**Directions for this task:**
Print every line of the records below exactly as it reads.

*** Opening of Data provided ***

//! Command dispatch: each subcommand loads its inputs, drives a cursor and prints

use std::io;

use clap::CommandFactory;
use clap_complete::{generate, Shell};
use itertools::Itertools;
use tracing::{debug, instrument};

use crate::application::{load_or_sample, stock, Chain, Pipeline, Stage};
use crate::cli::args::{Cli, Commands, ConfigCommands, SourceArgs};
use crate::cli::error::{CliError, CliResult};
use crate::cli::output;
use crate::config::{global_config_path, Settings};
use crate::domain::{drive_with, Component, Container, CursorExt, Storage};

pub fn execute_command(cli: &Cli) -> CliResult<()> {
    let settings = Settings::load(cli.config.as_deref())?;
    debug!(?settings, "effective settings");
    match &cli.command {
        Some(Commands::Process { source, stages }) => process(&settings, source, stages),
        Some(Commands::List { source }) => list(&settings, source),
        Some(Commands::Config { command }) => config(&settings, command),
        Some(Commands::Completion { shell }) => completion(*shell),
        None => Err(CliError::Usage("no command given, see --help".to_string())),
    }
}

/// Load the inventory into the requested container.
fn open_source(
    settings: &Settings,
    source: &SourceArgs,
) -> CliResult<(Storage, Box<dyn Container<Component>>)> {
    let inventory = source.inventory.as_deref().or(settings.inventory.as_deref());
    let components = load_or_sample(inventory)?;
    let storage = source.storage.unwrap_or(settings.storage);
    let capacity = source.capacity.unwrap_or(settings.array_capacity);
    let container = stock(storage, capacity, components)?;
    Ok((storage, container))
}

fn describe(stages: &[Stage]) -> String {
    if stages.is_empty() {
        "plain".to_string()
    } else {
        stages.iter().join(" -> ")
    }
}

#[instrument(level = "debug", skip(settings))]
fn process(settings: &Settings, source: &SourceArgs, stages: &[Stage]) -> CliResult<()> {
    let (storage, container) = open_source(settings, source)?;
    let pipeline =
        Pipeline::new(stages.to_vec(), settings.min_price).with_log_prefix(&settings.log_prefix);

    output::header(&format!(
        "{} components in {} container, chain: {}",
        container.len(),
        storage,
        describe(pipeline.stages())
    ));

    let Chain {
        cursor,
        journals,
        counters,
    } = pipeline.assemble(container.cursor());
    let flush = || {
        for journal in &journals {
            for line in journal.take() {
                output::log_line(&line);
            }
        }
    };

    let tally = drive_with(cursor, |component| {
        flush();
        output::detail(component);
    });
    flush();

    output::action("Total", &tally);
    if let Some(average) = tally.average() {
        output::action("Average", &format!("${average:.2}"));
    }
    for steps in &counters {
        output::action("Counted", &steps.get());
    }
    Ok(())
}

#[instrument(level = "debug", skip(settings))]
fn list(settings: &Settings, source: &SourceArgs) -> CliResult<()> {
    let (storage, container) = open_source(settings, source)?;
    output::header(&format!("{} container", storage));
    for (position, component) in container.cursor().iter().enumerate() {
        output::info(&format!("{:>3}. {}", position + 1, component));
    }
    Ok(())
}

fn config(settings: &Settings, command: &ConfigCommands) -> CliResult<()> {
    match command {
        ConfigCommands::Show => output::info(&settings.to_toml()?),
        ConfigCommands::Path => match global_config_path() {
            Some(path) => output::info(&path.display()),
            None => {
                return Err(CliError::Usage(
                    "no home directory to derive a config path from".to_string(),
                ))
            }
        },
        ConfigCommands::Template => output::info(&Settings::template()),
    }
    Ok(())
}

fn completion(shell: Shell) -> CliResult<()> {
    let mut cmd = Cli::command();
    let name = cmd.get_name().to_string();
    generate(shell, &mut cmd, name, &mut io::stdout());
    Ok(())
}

*** Close of Data provided ***

**Result of this exercise:**
//! Command dispatch: each subcommand loads its inputs, drives a cursor and prints

use std::io;

use clap::CommandFactory;
use clap_complete::{generate, Shell};
use itertools::Itertools;
use tracing::{debug, instrument};

use crate::application::{load_or_sample, stock, Chain, Pipeline, Stage};
use crate::cli::args::{Cli, Commands, ConfigCommands, SourceArgs};
use crate::cli::error::{CliError, CliResult};
use crate::cli::output;
use crate::config::{global_config_path, Settings};
use crate::domain::{drive_with, Component, Container, CursorExt, Storage};

pub fn execute_command(cli: &Cli) -> CliResult<()> {
    let settings = Settings::load(cli.config.as_deref())?;
    debug!(?settings, "effective settings");
    match &cli.command {
        Some(Commands::Process { source, stages }) => process(&settings, source, stages),
        Some(Commands::List { source }) => list(&settings, source),
        Some(Commands::Config { command }) => config(&settings, command),
        Some(Commands::Completion { shell }) => completion(*shell),
        None => Err(CliError::Usage("no command given, see --help".to_string())),
    }
}

/// Load the inventory into the requested container.
fn open_source(
    settings: &Settings,
    source: &SourceArgs,
) -> CliResult<(Storage, Box<dyn Container<Component>>)> {
    let inventory = source.inventory.as_deref().or(settings.inventory.as_deref());
    let components = load_or_sample(inventory)?;
    let storage = source.storage.unwrap_or(settings.storage);
    let capacity = source.capacity.unwrap_or(settings.array_capacity);
    let container = stock(storage, capacity, components)?;
    Ok((storage, container))
}

fn describe(stages: &[Stage]) -> String {
    if stages.is_empty() {
        "plain".to_string()
    } else {
        stages.iter().join(" -> ")
    }
}

#[instrument(level = "debug", skip(settings))]
fn process(settings: &Settings, source: &SourceArgs, stages: &[Stage]) -> CliResult<()> {
    let (storage, container) = open_source(settings, source)?;
    let pipeline =
        Pipeline::new(stages.to_vec(), settings.min_price).with_log_prefix(&settings.log_prefix);

    output::header(&format!(
        "{} components in {} container, chain: {}",
        container.len(),
        storage,
        describe(pipeline.stages())
    ));

    let Chain {
        cursor,
        journals,
        counters,
    } = pipeline.assemble(container.cursor());
    let flush = || {
        for journal in &journals {
            for line in journal.take() {
                output::log_line(&line);
            }
        }
    };

    let tally = drive_with(cursor, |component| {
        flush();
        output::detail(component);
    });
    flush();

    output::action("Total", &tally);
    if let Some(average) = tally.average() {
        output::action("Average", &format!("${average:.2}"));
    }
    for steps in &counters {
        output::action("Counted", &steps.get());
    }
    Ok(())
}

#[instrument(level = "debug", skip(settings))]
fn list(settings: &Settings, source: &SourceArgs) -> CliResult<()> {
    let (storage, container) = open_source(settings, source)?;
    output::header(&format!("{} container", storage));
    for (position, component) in container.cursor().iter().enumerate() {
        output::info(&format!("{:>3}. {}", position + 1, component));
    }
    Ok(())
}

fn config(settings: &Settings, command: &ConfigCommands) -> CliResult<()> {
    match command {
        ConfigCommands::Show => output::info(&settings.to_toml()?),
        ConfigCommands::Path => match global_config_path() {
            Some(path) => output::info(&path.display()),
            None => {
                return Err(CliError::Usage(
                    "no home directory to derive a config path from".to_string(),
                ))
            }
        },
        ConfigCommands::Template => output::info(&Settings::template()),
    }
    Ok(())
}

fn completion(shell: Shell) -> CliResult<()> {
    let mut cmd = Cli::command();
    let name = cmd.get_name().to_string();
    generate(shell, &mut cmd, name, &mut io::stdout());
    Ok(())
}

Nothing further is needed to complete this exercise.